=== What the task requires ===
For each line in the records that contains "worker", make a copy.
Start of Block
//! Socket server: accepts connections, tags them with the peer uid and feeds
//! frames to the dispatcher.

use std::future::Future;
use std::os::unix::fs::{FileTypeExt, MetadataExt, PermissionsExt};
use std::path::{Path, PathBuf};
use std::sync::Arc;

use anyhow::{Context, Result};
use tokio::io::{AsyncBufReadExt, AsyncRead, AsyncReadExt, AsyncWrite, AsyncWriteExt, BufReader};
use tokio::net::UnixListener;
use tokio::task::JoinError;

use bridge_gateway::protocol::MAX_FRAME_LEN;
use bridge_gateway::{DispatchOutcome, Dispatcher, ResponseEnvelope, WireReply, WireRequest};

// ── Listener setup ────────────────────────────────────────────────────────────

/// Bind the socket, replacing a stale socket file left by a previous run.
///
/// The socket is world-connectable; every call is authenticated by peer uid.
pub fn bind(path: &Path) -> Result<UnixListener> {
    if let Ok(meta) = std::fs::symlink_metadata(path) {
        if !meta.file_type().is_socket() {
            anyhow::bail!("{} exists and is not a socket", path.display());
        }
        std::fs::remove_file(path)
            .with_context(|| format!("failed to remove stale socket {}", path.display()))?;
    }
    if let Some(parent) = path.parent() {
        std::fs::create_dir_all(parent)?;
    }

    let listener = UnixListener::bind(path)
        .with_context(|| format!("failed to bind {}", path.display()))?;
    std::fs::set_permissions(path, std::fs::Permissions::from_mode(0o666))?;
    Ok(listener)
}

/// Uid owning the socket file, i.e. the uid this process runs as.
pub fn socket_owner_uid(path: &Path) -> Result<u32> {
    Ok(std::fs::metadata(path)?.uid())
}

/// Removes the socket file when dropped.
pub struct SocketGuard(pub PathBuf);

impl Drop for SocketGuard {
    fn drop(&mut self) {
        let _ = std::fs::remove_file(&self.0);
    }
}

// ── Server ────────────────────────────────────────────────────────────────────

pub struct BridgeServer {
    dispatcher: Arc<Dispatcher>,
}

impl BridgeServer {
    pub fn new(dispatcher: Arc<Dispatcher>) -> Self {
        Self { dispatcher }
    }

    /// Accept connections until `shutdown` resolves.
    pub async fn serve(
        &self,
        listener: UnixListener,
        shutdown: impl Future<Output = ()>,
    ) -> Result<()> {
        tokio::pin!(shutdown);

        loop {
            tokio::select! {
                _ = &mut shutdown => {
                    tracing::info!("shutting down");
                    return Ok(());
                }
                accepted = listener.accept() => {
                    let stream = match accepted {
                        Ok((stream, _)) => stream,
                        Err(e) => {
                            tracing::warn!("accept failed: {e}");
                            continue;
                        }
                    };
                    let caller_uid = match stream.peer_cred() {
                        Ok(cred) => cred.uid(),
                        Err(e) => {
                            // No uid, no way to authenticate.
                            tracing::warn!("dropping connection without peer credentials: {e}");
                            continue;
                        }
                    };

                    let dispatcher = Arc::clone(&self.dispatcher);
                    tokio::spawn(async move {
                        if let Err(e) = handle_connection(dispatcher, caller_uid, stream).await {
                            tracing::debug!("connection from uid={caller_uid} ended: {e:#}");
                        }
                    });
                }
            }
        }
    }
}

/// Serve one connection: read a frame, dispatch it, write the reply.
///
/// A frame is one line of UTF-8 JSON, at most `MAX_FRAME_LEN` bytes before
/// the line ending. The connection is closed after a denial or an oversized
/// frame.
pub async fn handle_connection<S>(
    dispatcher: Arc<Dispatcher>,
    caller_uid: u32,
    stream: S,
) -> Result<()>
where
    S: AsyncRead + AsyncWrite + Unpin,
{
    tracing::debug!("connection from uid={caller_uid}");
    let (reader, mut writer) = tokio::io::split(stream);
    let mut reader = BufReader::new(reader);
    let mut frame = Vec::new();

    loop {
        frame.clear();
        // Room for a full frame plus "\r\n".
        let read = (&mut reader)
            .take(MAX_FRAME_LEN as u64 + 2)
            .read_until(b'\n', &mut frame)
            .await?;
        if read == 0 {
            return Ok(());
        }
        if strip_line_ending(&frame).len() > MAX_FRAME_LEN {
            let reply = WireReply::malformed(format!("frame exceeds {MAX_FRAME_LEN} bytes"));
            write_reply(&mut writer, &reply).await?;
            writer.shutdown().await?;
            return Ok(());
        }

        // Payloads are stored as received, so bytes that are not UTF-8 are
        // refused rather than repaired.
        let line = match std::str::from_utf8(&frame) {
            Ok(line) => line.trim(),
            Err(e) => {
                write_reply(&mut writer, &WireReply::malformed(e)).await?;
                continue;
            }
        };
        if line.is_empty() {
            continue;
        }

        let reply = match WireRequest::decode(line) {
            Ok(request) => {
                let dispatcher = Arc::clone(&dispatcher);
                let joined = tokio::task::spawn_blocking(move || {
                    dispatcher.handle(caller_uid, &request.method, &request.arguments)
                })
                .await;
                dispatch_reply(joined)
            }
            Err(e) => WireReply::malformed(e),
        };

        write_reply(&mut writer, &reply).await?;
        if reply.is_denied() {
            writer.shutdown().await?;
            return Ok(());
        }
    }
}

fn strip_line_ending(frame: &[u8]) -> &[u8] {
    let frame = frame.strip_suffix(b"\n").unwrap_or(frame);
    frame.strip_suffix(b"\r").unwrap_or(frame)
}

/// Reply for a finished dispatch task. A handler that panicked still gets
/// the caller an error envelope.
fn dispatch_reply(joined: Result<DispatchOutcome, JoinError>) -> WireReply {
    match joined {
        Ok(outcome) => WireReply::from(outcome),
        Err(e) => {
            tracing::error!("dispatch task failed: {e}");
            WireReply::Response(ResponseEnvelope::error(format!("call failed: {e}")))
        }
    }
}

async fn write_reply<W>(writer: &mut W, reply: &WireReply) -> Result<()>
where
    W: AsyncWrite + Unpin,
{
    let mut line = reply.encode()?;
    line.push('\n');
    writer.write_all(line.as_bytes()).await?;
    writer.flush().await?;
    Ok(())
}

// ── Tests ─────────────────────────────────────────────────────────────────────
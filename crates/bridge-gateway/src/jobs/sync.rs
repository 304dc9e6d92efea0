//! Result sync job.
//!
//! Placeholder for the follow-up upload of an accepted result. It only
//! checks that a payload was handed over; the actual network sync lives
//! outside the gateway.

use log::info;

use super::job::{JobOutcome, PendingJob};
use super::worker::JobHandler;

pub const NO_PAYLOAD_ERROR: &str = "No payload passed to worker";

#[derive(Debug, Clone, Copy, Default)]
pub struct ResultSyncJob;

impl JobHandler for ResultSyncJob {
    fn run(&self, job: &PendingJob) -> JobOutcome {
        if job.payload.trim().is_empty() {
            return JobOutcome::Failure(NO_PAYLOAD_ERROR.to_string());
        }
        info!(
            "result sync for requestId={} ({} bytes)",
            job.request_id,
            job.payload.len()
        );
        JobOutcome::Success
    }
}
End of Block
=== Solution below ===
use super::worker::JobHandler;
pub const NO_PAYLOAD_ERROR: &str = "No payload passed to worker";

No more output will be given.